The Rocca di Angera (Angera Fortress)

This imposing medieval fortress (also called Rocca Borromea) was erected in a strategic position at the southern tip of Lake Maggiore, allowing it to control the area both commercially and defensively.

Built on top of a high, isolated dolomitic crag, the fortress dominates the town of Angera which straggles along the bottom of the rockface and beyond.

In the middle ages the pre-existing ancient walls were enlarged and embellished by its new owners, the Visconti family, who had become at the end of the 13th century the Lords of Milano.
Before climbing on foot (or by car) the limestone hill on which the “Rocca” stands, you could pay a visit to the little, charming town of Angera, just laid between the foot’s hill and the lake. Many important archaeological discoveries have been made here during the last decades: if you are fond of ancient history a visit to the local little Museo Archeologico is recommended.
You can reach Angera both by car or taking the ferry from Arona (just a 5 minute crossing).

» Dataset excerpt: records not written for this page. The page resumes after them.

//! Bounded log of adapter output
//!
//! Records are immutable once appended. Limits are enforced by evicting the
//! oldest records; a single record larger than the byte cap is truncated.

use serde::Serialize;
use std::collections::VecDeque;
use std::time::SystemTime;

/// Output category as reported by the adapter
#[derive(Debug, Clone, PartialEq, Eq, Serialize)]
#[serde(rename_all = "lowercase")]
pub enum OutputCategory {
    Console,
    Stdout,
    Stderr,
    Telemetry,
    Other(String),
}

impl OutputCategory {
    /// DAP treats a missing category as console
    pub fn parse(category: Option<&str>) -> Self {
        match category {
            None | Some("console") | Some("important") => OutputCategory::Console,
            Some("stdout") => OutputCategory::Stdout,
            Some("stderr") => OutputCategory::Stderr,
            Some("telemetry") => OutputCategory::Telemetry,
            Some(other) => OutputCategory::Other(other.to_string()),
        }
    }
}

impl std::fmt::Display for OutputCategory {
    fn fmt(&self, f: &mut std::fmt::Formatter<'_>) -> std::fmt::Result {
        match self {
            OutputCategory::Console => write!(f, "console"),
            OutputCategory::Stdout => write!(f, "stdout"),
            OutputCategory::Stderr => write!(f, "stderr"),
            OutputCategory::Telemetry => write!(f, "telemetry"),
            OutputCategory::Other(s) => write!(f, "{}", s),
        }
    }
}

#[derive(Debug, Clone, PartialEq, Serialize)]
pub struct OutputRecord {
    pub category: OutputCategory,
    pub output: String,
    #[serde(skip)]
    pub received_at: SystemTime,
}

#[derive(Debug)]
pub struct OutputLog {
    records: VecDeque<OutputRecord>,
    total_bytes: usize,
    max_records: usize,
    max_bytes: usize,
}

impl OutputLog {
    pub fn new(max_records: usize, max_bytes: usize) -> Self {
        Self {
            records: VecDeque::new(),
            total_bytes: 0,
            max_records: max_records.max(1),
            max_bytes: max_bytes.max(1),
        }
    }

    pub fn push(&mut self, category: OutputCategory, output: &str) {
        let output = if output.len() > self.max_bytes {
            tracing::warn!(
                "Output message ({} bytes) exceeds max buffer size ({} bytes), truncating",
                output.len(),
                self.max_bytes
            );
            truncate_at_char_boundary(output, self.max_bytes).to_string()
        } else {
            output.to_string()
        };

        while !self.records.is_empty()
            && (self.total_bytes + output.len() > self.max_bytes
                || self.records.len() >= self.max_records)
        {
            if let Some(evicted) = self.records.pop_front() {
                self.total_bytes -= evicted.output.len();
            }
        }

        self.total_bytes += output.len();
        self.records.push_back(OutputRecord {
            category,
            output,
            received_at: SystemTime::now(),
        });
    }

    /// All records, or only the last `tail`
    pub fn records(&self, tail: Option<usize>) -> Vec<OutputRecord> {
        let skip = tail.map_or(0, |n| self.records.len().saturating_sub(n));
        self.records.iter().skip(skip).cloned().collect()
    }

    /// Remove and return every record
    pub fn drain(&mut self) -> Vec<OutputRecord> {
        self.total_bytes = 0;
        self.records.drain(..).collect()
    }

    pub fn len(&self) -> usize {
        self.records.len()
    }

    pub fn is_empty(&self) -> bool {
        self.records.is_empty()
    }

    pub fn total_bytes(&self) -> usize {
        self.total_bytes
    }
}

fn truncate_at_char_boundary(s: &str, max: usize) -> &str {
    let mut end = max.min(s.len());
    while !s.is_char_boundary(end) {
        end -= 1;
    }
    &s[..end]
}

#[cfg(test)]
mod tests {
    use super::*;

    #[test]
    fn test_category_parsing() {
        assert_eq!(OutputCategory::parse(None), OutputCategory::Console);
        assert_eq!(OutputCategory::parse(Some("stdout")), OutputCategory::Stdout);
        assert_eq!(
            OutputCategory::parse(Some("exception")),
            OutputCategory::Other("exception".into())
        );
    }

    #[test]
    fn test_record_limit_evicts_oldest() {
        let mut log = OutputLog::new(2, 1024);
        log.push(OutputCategory::Stdout, "one\n");
        log.push(OutputCategory::Stdout, "two\n");
        log.push(OutputCategory::Stderr, "three\n");

        let outputs: Vec<_> = log.records(None).into_iter().map(|r| r.output).collect();
        assert_eq!(outputs, vec!["two\n", "three\n"]);
    }

    #[test]
    fn test_byte_limit_evicts_oldest() {
        let mut log = OutputLog::new(100, 10);
        log.push(OutputCategory::Stdout, "aaaa");
        log.push(OutputCategory::Stdout, "bbbb");
        log.push(OutputCategory::Stdout, "cccc");
        assert_eq!(log.len(), 2);
        assert_eq!(log.total_bytes(), 8);
        assert_eq!(log.records(Some(1))[0].output, "cccc");
    }

    #[test]
    fn test_oversized_record_truncated_on_char_boundary() {
        let mut log = OutputLog::new(10, 5);
        log.push(OutputCategory::Stdout, "abcd✓efg");
        let records = log.drain();
        assert_eq!(records[0].output, "abcd");
        assert!(log.is_empty());
        assert_eq!(log.total_bytes(), 0);
    }
}
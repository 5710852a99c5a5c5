//! CLI command definitions
//!
//! Defines the clap commands for the `dap-bridge` binary and for lines typed
//! at the interactive prompt.

use clap::{Parser, Subcommand};
use std::path::PathBuf;

#[derive(Subcommand)]
pub enum Commands {
    /// Interactive debugging session (default)
    Repl,

    /// Run prompt commands in order, then end the session
    ///
    /// Example: dap-bridge exec "break demo.py 5" run wait locals
    Exec {
        /// Prompt command lines
        #[arg(required = true)]
        lines: Vec<String>,
    },

    /// Execute test scenarios defined in YAML files
    Test {
        /// Paths to YAML test scenario files
        #[arg(required = true)]
        paths: Vec<PathBuf>,

        /// Verbose output
        #[arg(long, short)]
        verbose: bool,
    },

    /// Print the effective adapter and launch configuration as JSON
    Config,
}

/// One line typed at the prompt
#[derive(Parser, Debug)]
#[command(name = "dap", no_binary_name = true, disable_version_flag = true)]
pub struct ReplLine {
    #[command(subcommand)]
    pub command: ReplCommand,
}

#[derive(Subcommand, Debug, PartialEq)]
pub enum ReplCommand {
    /// Set a breakpoint, optionally with a condition
    #[command(alias = "b")]
    Break {
        /// Source file
        file: PathBuf,

        /// Line number (1-based)
        line: u32,

        /// Condition expression
        #[arg(trailing_var_arg = true, allow_hyphen_values = true)]
        condition: Vec<String>,
    },

    /// Remove a breakpoint
    Clear {
        /// Source file
        file: PathBuf,

        /// Line number (1-based)
        line: u32,
    },

    /// Remove all breakpoints
    ClearAll,

    /// List breakpoints
    #[command(alias = "breakpoints")]
    List,

    /// Launch the configured program
    #[command(alias = "launch", alias = "r")]
    Run,

    /// Continue execution
    #[command(alias = "c")]
    Continue,

    /// Step over the current line
    #[command(alias = "step", alias = "n", alias = "s")]
    Next,

    /// Step into the call on the current line
    #[command(name = "stepin", alias = "si")]
    StepIn,

    /// Run until the current function returns
    #[command(name = "stepout", alias = "so")]
    StepOut,

    /// Pause a running program
    Pause,

    /// Wait for the next stop (breakpoint, step completion, exit)
    #[command(alias = "await")]
    Wait {
        /// Timeout in seconds
        secs: Option<u64>,
    },

    /// Print the stack trace of the stopped thread
    #[command(name = "bt", alias = "stack", alias = "backtrace")]
    Stack,

    /// Select a stack frame by id
    #[command(alias = "f")]
    Frame {
        /// Frame id as shown by `bt`
        id: i64,
    },

    /// List the scopes of the current frame
    Scopes,

    /// Expand a variables reference
    Vars {
        /// Reference shown by `scopes`, `locals` or `eval`
        reference: i64,
    },

    /// Show local variables in the current frame
    Locals,

    /// Evaluate an expression in the current frame
    #[command(alias = "p", alias = "print")]
    Eval {
        /// Expression to evaluate
        #[arg(required = true, trailing_var_arg = true, allow_hyphen_values = true)]
        expression: Vec<String>,
    },

    /// Show source around a line: `view`, `view <line>` or `view <file> <line>`
    #[command(alias = "l")]
    View {
        #[arg(num_args = 0..=2)]
        location: Vec<String>,

        /// Lines of context around the line
        #[arg(long, short, default_value = "5")]
        context: u32,
    },

    /// List threads
    Threads,

    /// Show program output
    Output {
        /// Only the last N records
        #[arg(long)]
        tail: Option<usize>,

        /// Clear the output buffer
        #[arg(long)]
        clear: bool,
    },

    /// Show session status
    Status,

    /// End the session and leave
    #[command(alias = "exit", alias = "q")]
    Quit,
}

/// Parse a prompt line
///
/// Blank lines and `#` comments yield `None`.
pub fn parse_line(line: &str) -> Result<Option<ReplCommand>, clap::Error> {
    let tokens: Vec<&str> = line.split_whitespace().collect();
    match tokens.first() {
        None => Ok(None),
        Some(first) if first.starts_with('#') => Ok(None),
        Some(_) => ReplLine::try_parse_from(tokens).map(|l| Some(l.command)),
    }
}
//! In-flight request table
//!
//! Sequence numbers are allocated by the table itself, so concurrent callers
//! registering under the shared session lock always get distinct numbers.
//! An entry leaves the table exactly once: resolved, rejected, timed out or
//! failed at termination.

use serde_json::Value;
use std::collections::HashMap;
use std::time::{Duration, Instant};
use tokio::sync::oneshot;

use super::types::ResponseMessage;
use crate::common::{Error, Result};

/// Receiving end handed back to the caller of a request
pub type Waiter = oneshot::Receiver<Result<Option<Value>>>;

/// A request awaiting its response
#[derive(Debug)]
pub struct PendingRequest {
    pub seq: i64,
    pub command: String,
    pub issued_at: Instant,
    waiter: oneshot::Sender<Result<Option<Value>>>,
}

impl PendingRequest {
    pub fn age(&self) -> Duration {
        self.issued_at.elapsed()
    }

    fn settle(self, outcome: Result<Option<Value>>) {
        // The caller may have stopped waiting; nothing to do in that case
        let _ = self.waiter.send(outcome);
    }
}

/// Table of in-flight requests keyed by sequence number
#[derive(Debug)]
pub struct PendingTable {
    next_seq: i64,
    pending: HashMap<i64, PendingRequest>,
}

impl Default for PendingTable {
    fn default() -> Self {
        Self::new()
    }
}

impl PendingTable {
    pub fn new() -> Self {
        Self {
            next_seq: 1,
            pending: HashMap::new(),
        }
    }

    /// Allocate the next sequence number and register a waiter for it
    pub fn register(&mut self, command: &str) -> (i64, Waiter) {
        let seq = self.next_seq;
        self.next_seq += 1;

        let (tx, rx) = oneshot::channel();
        self.pending.insert(
            seq,
            PendingRequest {
                seq,
                command: command.to_string(),
                issued_at: Instant::now(),
                waiter: tx,
            },
        );
        (seq, rx)
    }

    /// Complete a request with its response body
    pub fn resolve(&mut self, seq: i64, body: Option<Value>) -> bool {
        match self.pending.remove(&seq) {
            Some(request) => {
                tracing::trace!(seq, command = %request.command, elapsed = ?request.age(), "request resolved");
                request.settle(Ok(body));
                true
            }
            None => false,
        }
    }

    /// Fail a request with an error
    pub fn reject(&mut self, seq: i64, error: Error) -> bool {
        match self.pending.remove(&seq) {
            Some(request) => {
                tracing::debug!(seq, command = %request.command, %error, "request rejected");
                request.settle(Err(error));
                true
            }
            None => false,
        }
    }

    /// Route a response frame to its waiter
    ///
    /// A response with no matching entry (never sent, already timed out, or
    /// abandoned) is dropped with a warning. Returns whether it matched.
    pub fn complete(&mut self, response: ResponseMessage) -> bool {
        let seq = response.request_seq;
        let Some(request) = self.pending.remove(&seq) else {
            tracing::warn!(
                request_seq = seq,
                command = %response.command,
                "Dropping response with no pending request"
            );
            return false;
        };

        if request.command != response.command {
            tracing::warn!(
                seq,
                expected = %request.command,
                got = %response.command,
                "Response command does not match request"
            );
        }

        let outcome = if response.success {
            Ok(response.body)
        } else {
            Err(Error::adapter_error(&request.command, &response.error_text()))
        };
        request.settle(outcome);
        true
    }

    /// Forget a request without notifying its waiter
    pub fn remove(&mut self, seq: i64) -> Option<PendingRequest> {
        self.pending.remove(&seq)
    }

    /// Fail every pending request, returning how many there were
    pub fn fail_all(&mut self, reason: &str) -> usize {
        let count = self.pending.len();
        for (_, request) in self.pending.drain() {
            request.settle(Err(Error::SessionTerminated(reason.to_string())));
        }
        count
    }

    pub fn len(&self) -> usize {
        self.pending.len()
    }

    pub fn is_empty(&self) -> bool {
        self.pending.is_empty()
    }
}

#[cfg(test)]
mod tests {
    use super::*;
    use serde_json::json;

    fn response(request_seq: i64, command: &str, success: bool, body: Option<Value>) -> ResponseMessage {
        ResponseMessage {
            seq: 100 + request_seq,
            request_seq,
            success,
            command: command.to_string(),
            message: None,
            body,
        }
    }

    #[test]
    fn test_sequence_numbers_start_at_one_and_increase() {
        let mut table = PendingTable::new();
        let (a, _ra) = table.register("threads");
        let (b, _rb) = table.register("threads");
        table.resolve(a, None);
        let (c, _rc) = table.register("threads");
        assert_eq!((a, b, c), (1, 2, 3));
    }

    #[tokio::test]
    async fn test_out_of_order_completion() {
        let mut table = PendingTable::new();
        let (s1, r1) = table.register("evaluate");
        let (s2, r2) = table.register("evaluate");
        let (s3, r3) = table.register("evaluate");

        assert!(table.complete(response(s3, "evaluate", true, Some(json!({"result": "3"})))));
        assert!(table.complete(response(s1, "evaluate", true, Some(json!({"result": "1"})))));
        assert!(table.complete(response(s2, "evaluate", true, Some(json!({"result": "2"})))));

        assert_eq!(r1.await.unwrap().unwrap(), Some(json!({"result": "1"})));
        assert_eq!(r2.await.unwrap().unwrap(), Some(json!({"result": "2"})));
        assert_eq!(r3.await.unwrap().unwrap(), Some(json!({"result": "3"})));
        assert!(table.is_empty());
    }

    #[test]
    fn test_unmatched_response_is_dropped() {
        let mut table = PendingTable::new();
        let (_seq, _rx) = table.register("threads");
        assert!(!table.complete(response(42, "threads", true, None)));
        assert_eq!(table.len(), 1);
    }

    #[tokio::test]
    async fn test_failed_response_becomes_adapter_error() {
        let mut table = PendingTable::new();
        let (seq, rx) = table.register("evaluate");
        let mut resp = response(seq, "evaluate", false, None);
        resp.message = Some("name 'c' is not defined".into());
        table.complete(resp);

        match rx.await.unwrap() {
            Err(Error::AdapterError { command, message }) => {
                assert_eq!(command, "evaluate");
                assert_eq!(message, "name 'c' is not defined");
            }
            other => panic!("unexpected {:?}", other),
        }
    }

    #[tokio::test]
    async fn test_fail_all() {
        let mut table = PendingTable::new();
        let receivers: Vec<_> = (0..3).map(|_| table.register("evaluate").1).collect();
        assert_eq!(table.fail_all("adapter exited"), 3);
        assert!(table.is_empty());

        for rx in receivers {
            assert!(matches!(rx.await.unwrap(), Err(Error::SessionTerminated(_))));
        }
    }

    #[test]
    fn test_removed_request_ignores_late_response() {
        let mut table = PendingTable::new();
        let (seq, _rx) = table.register("stackTrace");
        assert!(table.remove(seq).is_some());
        assert!(!table.complete(response(seq, "stackTrace", true, None)));
        assert!(!table.reject(seq, Error::NoActiveFrame));
    }
}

The centre of the town has several bars and cafès for lunch.

The Rocca di Angera is definitely worth a visit, even if only for the gorgeous views you can enjoy from its terraces and towers! In around fifteen minutes on foot from the town centre you can reach the imposing castle whose numerous rooms were realized between the 12th and the 17th century.

Mid 15th century the fortress was purchased by the Borromeo family - among the most influential families of the time - who still own the castle. There are many beautiful rooms to visit, the most remarkable one is the socalled “Sala della Giustizia” (Justice Hall), with a spectacular series of fresco paintings dating back to the beginning of the 14th century.
Before visiting the lovely courtyard and gardens of the Rocca (with a huge, old wine press) or drinking something at its panoramic Cafeteria, you can visit one of the most important Toy Museums (Museo della Bambola) in Europe, with hundreds of rare pieces mostly dating back to the 19th century.